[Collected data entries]
—————
// src/models/question.rs

use serde::{Deserialize, Serialize};
use sqlx::{prelude::FromRow, types::Json};

/// Represents the 'questions' table in the database.
///
/// Carries the correct answer and explanation, so it must never be
/// serialized to a client before the quiz is submitted.
#[derive(Debug, Clone, FromRow)]
pub struct Question {
    pub id: i64,
    pub topic_id: i64,

    /// The prompt text.
    pub question: String,

    /// Ordered answer options, stored as a JSON array.
    pub options: Json<Vec<String>>,

    /// 0-based index into `options`.
    pub correct_answer: i32,

    pub difficulty: String,

    pub explanation: Option<String>,
}

impl Question {
    pub fn is_correct(&self, selected_answer: i32) -> bool {
        selected_answer == self.correct_answer
    }
}

/// Client-safe projection of a question (no correct answer, no explanation).
#[derive(Debug, Clone, Serialize, FromRow)]
pub struct QuestionForQuiz {
    pub id: i64,
    pub question: String,
    pub options: Json<Vec<String>>,
    pub difficulty: String,
}

impl From<Question> for QuestionForQuiz {
    fn from(q: Question) -> Self {
        Self {
            id: q.id,
            question: q.question,
            options: q.options,
            difficulty: q.difficulty,
        }
    }
}

/// Difficulty tier used to filter questions.
#[derive(Debug, Clone, Copy, PartialEq, Eq, Deserialize, Serialize)]
#[serde(rename_all = "lowercase")]
pub enum Difficulty {
    Easy,
    Medium,
    Hard,
}

impl Difficulty {
    pub fn as_str(&self) -> &'static str {
        match self {
            Difficulty::Easy => "easy",
            Difficulty::Medium => "medium",
            Difficulty::Hard => "hard",
        }
    }
}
—————
From the line that contains "quiz is submitted." through the final line of the entries above, every line must be reproduced exactly and nothing more.

**REPLY:**
/// serialized to a client before the quiz is submitted.
#[derive(Debug, Clone, FromRow)]
pub struct Question {
    pub id: i64,
    pub topic_id: i64,

    /// The prompt text.
    pub question: String,

    /// Ordered answer options, stored as a JSON array.
    pub options: Json<Vec<String>>,

    /// 0-based index into `options`.
    pub correct_answer: i32,

    pub difficulty: String,

    pub explanation: Option<String>,
}

impl Question {
    pub fn is_correct(&self, selected_answer: i32) -> bool {
        selected_answer == self.correct_answer
    }
}

/// Client-safe projection of a question (no correct answer, no explanation).
#[derive(Debug, Clone, Serialize, FromRow)]
pub struct QuestionForQuiz {
    pub id: i64,
    pub question: String,
    pub options: Json<Vec<String>>,
    pub difficulty: String,
}

impl From<Question> for QuestionForQuiz {
    fn from(q: Question) -> Self {
        Self {
            id: q.id,
            question: q.question,
            options: q.options,
            difficulty: q.difficulty,
        }
    }
}

/// Difficulty tier used to filter questions.
#[derive(Debug, Clone, Copy, PartialEq, Eq, Deserialize, Serialize)]
#[serde(rename_all = "lowercase")]
pub enum Difficulty {
    Easy,
    Medium,
    Hard,
}

impl Difficulty {
    pub fn as_str(&self) -> &'static str {
        match self {
            Difficulty::Easy => "easy",
            Difficulty::Medium => "medium",
            Difficulty::Hard => "hard",
        }
    }
}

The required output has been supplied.